## EXERCISE
Look through the data and write out every line with the word "SelectedFile" in it.

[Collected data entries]
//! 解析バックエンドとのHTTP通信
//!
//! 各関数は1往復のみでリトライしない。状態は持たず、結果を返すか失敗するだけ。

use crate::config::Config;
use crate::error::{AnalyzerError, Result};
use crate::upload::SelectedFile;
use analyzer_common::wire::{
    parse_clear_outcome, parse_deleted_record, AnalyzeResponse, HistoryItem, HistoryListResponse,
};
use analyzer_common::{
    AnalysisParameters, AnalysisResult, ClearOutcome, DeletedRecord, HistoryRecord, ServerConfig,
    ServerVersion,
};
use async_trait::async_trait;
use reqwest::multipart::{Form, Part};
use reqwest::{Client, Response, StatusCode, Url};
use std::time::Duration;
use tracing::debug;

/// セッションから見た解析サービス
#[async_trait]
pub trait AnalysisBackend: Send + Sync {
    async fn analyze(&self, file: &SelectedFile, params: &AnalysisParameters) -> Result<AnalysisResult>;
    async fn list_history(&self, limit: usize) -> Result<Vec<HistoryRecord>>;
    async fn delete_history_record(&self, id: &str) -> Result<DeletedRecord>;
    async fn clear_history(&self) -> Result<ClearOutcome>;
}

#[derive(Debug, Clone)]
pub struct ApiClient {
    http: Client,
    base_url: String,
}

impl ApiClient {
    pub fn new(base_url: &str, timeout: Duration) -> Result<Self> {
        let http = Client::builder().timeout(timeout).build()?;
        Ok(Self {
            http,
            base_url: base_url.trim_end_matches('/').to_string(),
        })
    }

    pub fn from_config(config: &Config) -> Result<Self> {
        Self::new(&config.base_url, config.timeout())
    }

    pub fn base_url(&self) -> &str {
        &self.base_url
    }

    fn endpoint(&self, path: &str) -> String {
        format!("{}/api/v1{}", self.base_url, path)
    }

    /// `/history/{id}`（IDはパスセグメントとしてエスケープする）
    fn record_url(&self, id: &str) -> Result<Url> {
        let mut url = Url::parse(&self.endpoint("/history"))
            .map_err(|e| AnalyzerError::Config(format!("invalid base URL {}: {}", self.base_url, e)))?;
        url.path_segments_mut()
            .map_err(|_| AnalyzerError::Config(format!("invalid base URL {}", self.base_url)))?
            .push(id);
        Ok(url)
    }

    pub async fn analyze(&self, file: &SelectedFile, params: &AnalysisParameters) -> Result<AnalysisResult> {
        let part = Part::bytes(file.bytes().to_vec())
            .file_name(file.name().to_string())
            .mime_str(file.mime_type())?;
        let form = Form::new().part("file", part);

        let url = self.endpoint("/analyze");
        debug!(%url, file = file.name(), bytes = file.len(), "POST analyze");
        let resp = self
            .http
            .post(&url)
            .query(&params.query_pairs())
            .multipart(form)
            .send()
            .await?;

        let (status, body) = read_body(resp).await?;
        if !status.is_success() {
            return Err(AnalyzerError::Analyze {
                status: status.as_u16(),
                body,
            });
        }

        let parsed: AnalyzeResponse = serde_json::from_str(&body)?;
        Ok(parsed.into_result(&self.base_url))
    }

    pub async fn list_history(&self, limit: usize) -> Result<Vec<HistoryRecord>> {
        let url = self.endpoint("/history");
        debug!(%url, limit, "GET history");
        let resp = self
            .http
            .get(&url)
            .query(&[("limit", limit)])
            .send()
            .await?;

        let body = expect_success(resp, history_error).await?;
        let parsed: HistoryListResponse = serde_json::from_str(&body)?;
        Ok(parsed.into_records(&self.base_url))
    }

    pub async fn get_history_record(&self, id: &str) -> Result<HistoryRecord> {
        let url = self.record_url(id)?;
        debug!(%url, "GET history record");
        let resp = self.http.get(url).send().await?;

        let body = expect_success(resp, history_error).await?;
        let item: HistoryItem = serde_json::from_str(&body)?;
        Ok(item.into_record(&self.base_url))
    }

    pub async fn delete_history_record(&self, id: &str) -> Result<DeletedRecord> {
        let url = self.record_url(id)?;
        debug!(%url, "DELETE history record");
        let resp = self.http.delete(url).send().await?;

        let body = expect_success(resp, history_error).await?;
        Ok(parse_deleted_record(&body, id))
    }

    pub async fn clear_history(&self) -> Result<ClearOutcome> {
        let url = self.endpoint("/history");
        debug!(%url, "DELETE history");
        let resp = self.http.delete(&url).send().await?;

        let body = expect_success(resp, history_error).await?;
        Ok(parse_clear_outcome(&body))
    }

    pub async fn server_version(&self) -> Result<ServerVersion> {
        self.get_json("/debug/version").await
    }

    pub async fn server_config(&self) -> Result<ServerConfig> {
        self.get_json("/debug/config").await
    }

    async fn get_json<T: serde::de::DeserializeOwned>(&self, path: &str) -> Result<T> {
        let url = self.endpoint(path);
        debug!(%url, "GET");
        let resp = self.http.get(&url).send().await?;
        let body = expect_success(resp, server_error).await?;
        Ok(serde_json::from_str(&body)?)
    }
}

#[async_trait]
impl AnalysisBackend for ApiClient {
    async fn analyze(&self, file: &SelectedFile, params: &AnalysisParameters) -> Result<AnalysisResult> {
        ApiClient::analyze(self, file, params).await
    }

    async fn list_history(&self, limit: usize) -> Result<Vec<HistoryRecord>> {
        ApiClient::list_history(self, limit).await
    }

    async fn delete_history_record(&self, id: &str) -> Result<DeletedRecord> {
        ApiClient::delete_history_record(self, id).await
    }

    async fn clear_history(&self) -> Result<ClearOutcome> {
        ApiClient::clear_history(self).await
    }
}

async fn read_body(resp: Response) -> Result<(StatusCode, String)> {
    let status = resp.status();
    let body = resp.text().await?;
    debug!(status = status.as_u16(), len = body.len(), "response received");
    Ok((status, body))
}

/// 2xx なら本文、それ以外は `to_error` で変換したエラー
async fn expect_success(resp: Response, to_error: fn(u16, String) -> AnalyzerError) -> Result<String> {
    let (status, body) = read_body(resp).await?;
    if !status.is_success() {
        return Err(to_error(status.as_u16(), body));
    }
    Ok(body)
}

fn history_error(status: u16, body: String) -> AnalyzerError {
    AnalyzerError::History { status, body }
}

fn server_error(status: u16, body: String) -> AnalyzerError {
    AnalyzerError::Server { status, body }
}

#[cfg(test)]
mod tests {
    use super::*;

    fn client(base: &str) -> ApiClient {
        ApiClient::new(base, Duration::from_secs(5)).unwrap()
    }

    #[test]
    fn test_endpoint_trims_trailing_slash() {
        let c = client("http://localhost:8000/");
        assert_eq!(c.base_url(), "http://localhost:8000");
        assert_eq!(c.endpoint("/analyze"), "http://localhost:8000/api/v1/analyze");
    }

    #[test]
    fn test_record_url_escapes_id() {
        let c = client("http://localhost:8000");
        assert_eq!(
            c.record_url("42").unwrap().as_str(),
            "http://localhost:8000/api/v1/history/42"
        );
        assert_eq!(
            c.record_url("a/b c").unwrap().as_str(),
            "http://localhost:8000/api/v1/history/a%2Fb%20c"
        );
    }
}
--
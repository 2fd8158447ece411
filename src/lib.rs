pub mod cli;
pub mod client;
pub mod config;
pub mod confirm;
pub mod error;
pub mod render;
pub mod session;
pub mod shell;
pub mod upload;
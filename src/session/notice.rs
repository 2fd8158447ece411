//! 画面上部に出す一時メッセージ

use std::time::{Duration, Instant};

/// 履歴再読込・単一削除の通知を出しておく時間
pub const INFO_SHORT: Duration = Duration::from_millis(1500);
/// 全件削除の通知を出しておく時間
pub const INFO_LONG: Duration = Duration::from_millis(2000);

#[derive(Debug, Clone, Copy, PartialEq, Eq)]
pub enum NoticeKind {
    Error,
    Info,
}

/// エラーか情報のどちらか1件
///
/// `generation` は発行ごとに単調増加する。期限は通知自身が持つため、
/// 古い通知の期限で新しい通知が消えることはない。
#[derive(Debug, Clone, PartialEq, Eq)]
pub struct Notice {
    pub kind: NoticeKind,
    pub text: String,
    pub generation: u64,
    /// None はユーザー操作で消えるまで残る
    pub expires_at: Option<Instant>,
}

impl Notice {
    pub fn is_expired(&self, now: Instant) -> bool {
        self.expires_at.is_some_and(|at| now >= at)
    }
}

## RESPONSE BELOW
use crate::upload::SelectedFile;
    async fn analyze(&self, file: &SelectedFile, params: &AnalysisParameters) -> Result<AnalysisResult>;
    pub async fn analyze(&self, file: &SelectedFile, params: &AnalysisParameters) -> Result<AnalysisResult> {
    async fn analyze(&self, file: &SelectedFile, params: &AnalysisParameters) -> Result<AnalysisResult> {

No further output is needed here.